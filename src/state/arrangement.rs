//! Room-scoped randomized answer arrangements.
//!
//! The canonical question stores the correct text and three wrong texts; each
//! room gets its own shuffled placement so the same questionnaire never plays
//! with the same slot layout twice. A full Fisher-Yates shuffle of the four
//! texts gives every slot an equal chance of holding the correct answer.

use rand::{Rng, seq::SliceRandom};

use crate::state::phase::AnswerLetter;

/// A fixed placement of four answer texts into slots A-D, remembering which
/// slot received the correct text.
#[derive(Debug, Clone, PartialEq, Eq)]
pub struct Arrangement {
    /// Answer texts by slot index (A=0 .. D=3).
    pub answers: [String; 4],
    /// Slot holding the true correct answer.
    pub correct_letter: AnswerLetter,
}

impl Arrangement {
    /// Shuffle the correct text and the three wrong texts into slots.
    pub fn materialize<R: Rng + ?Sized>(
        correct: &str,
        wrong: [&str; 3],
        rng: &mut R,
    ) -> Self {
        // Tag the correct text so duplicates among answer strings cannot
        // confuse the position lookup after shuffling.
        let mut tagged: Vec<(bool, &str)> = vec![
            (true, correct),
            (false, wrong[0]),
            (false, wrong[1]),
            (false, wrong[2]),
        ];
        tagged.shuffle(rng);

        let correct_index = tagged
            .iter()
            .position(|(is_correct, _)| *is_correct)
            .unwrap_or(0);

        let answers = [
            tagged[0].1.to_owned(),
            tagged[1].1.to_owned(),
            tagged[2].1.to_owned(),
            tagged[3].1.to_owned(),
        ];

        Self {
            answers,
            // Index is always in 0..4 after a shuffle of four elements.
            correct_letter: AnswerLetter::from_index(correct_index)
                .unwrap_or(AnswerLetter::A),
        }
    }

    /// Reshuffle an existing arrangement in place of its four texts. The
    /// multiset of texts is preserved exactly; only placement changes.
    pub fn rerandomize<R: Rng + ?Sized>(&self, rng: &mut R) -> Self {
        let correct = self.answer(self.correct_letter);
        let wrong = self.wrong_letters().map(|letter| self.answer(letter));
        Self::materialize(correct, wrong, rng)
    }

    /// Text occupying the given slot.
    pub fn answer(&self, letter: AnswerLetter) -> &str {
        &self.answers[letter.index()]
    }

    /// The three slots that do not hold the correct answer.
    pub fn wrong_letters(&self) -> [AnswerLetter; 3] {
        let mut wrong = [AnswerLetter::A; 3];
        let mut cursor = 0;
        for letter in AnswerLetter::ALL {
            if letter != self.correct_letter {
                wrong[cursor] = letter;
                cursor += 1;
            }
        }
        wrong
    }

    /// Resolve a submitted answer text to its slot by exact match.
    pub fn resolve(&self, text: &str) -> Option<AnswerLetter> {
        AnswerLetter::ALL
            .into_iter()
            .find(|letter| self.answer(*letter) == text)
    }
}
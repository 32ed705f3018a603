use std::{sync::Arc, time::SystemTime};

use futures::{TryStreamExt, future::BoxFuture};
use mongodb::{
    Client, Collection, Database,
    bson::{DateTime, doc},
    options::IndexOptions,
};
use tokio::sync::RwLock;
use uuid::Uuid;

use super::{
    config::MongoConfig,
    connection::establish_connection,
    error::{MongoDaoError, MongoResult},
    models::{
        GameQuestionDocument, PlayerDocument, QuestionDocument, QuestionnaireDocument,
        RoomDocument, doc_id, uuid_as_binary,
    },
};
use crate::dao::{
    models::{
        GameQuestionEntity, GameRoomEntity, PlayerEntity, QuestionEntity, QuestionnaireEntity,
    },
    room_store::RoomStore,
    storage::{StorageError, StorageResult},
};

const QUESTIONNAIRE_COLLECTION: &str = "questionnaires";
const QUESTION_COLLECTION: &str = "questions";
const ROOM_COLLECTION: &str = "rooms";
const GAME_QUESTION_COLLECTION: &str = "game_questions";
const PLAYER_COLLECTION: &str = "players";

/// MongoDB-backed [`RoomStore`] implementation.
#[derive(Clone)]
pub struct MongoRoomStore {
    inner: Arc<MongoInner>,
}

struct MongoInner {
    state: RwLock<MongoState>,
    config: MongoConfig,
}

struct MongoState {
    #[allow(dead_code)]
    client: Client,
    database: Database,
}

impl MongoInner {
    async fn ping(&self) -> MongoResult<()> {
        let database = {
            let guard = self.state.read().await;
            guard.database.clone()
        };

        database
            .run_command(doc! { "ping": 1 })
            .await
            .map_err(|source| MongoDaoError::HealthPing { source })?;
        Ok(())
    }

    async fn reconnect(&self) -> MongoResult<()> {
        let (client, database) =
            establish_connection(&self.config.options, &self.config.database_name).await?;
        let mut guard = self.state.write().await;
        guard.client = client;
        guard.database = database;
        Ok(())
    }
}
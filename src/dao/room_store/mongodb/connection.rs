use std::time::Duration;

use mongodb::{Client, Database, bson::doc, options::ClientOptions};
use tokio::time::sleep;

use super::error::{MongoDaoError, MongoResult};

struct RetryPolicy;

impl RetryPolicy {
    const MAX_ATTEMPTS: u32 = 10;
    const INITIAL_DELAY_MS: u64 = 250;

    fn initial_delay() -> Duration {
        Duration::from_millis(Self::INITIAL_DELAY_MS)
    }

    fn next_delay(current: Duration) -> Duration {
        (current * 2).min(Duration::from_secs(5))
    }
}

/// Build a client and ping the target database until it answers, backing off
/// exponentially between attempts.
pub async fn establish_connection(
    options: &ClientOptions,
    database_name: &str,
) -> MongoResult<(Client, Database)> {
    let client = Client::with_options(options.clone())
        .map_err(|source| MongoDaoError::ClientConstruction { source })?;
    let database = client.database(database_name);

    let mut attempts = 0;
    let mut delay = RetryPolicy::initial_delay();

    loop {
        match database.run_command(doc! { "ping": 1 }).await {
            Ok(_) => break,
            Err(err) => {
                attempts += 1;
                if attempts >= RetryPolicy::MAX_ATTEMPTS {
                    return Err(MongoDaoError::InitialPing {
                        attempts,
                        source: err,
                    });
                }
                sleep(delay).await;
                delay = RetryPolicy::next_delay(delay);
            }
        }
    }

    Ok((client, database))
}
//! Library crate for concursillo-back, exposing modules for binaries and integration tests.

/// Runtime configuration loading.
pub mod config;
/// Storage models and backends.
pub mod dao;
/// Request, response, and event payloads.
pub mod dto;
/// Service and HTTP error types.
pub mod error;
/// HTTP route handlers.
pub mod routes;
/// Business logic services.
pub mod services;
/// Shared application state and core game types.
pub mod state;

________________

# Exercise
When the word "same" occurs in a line above, list that line.

# Response area
//! room gets its own shuffled placement so the same questionnaire never plays
//! with the same slot layout twice. A full Fisher-Yates shuffle of the four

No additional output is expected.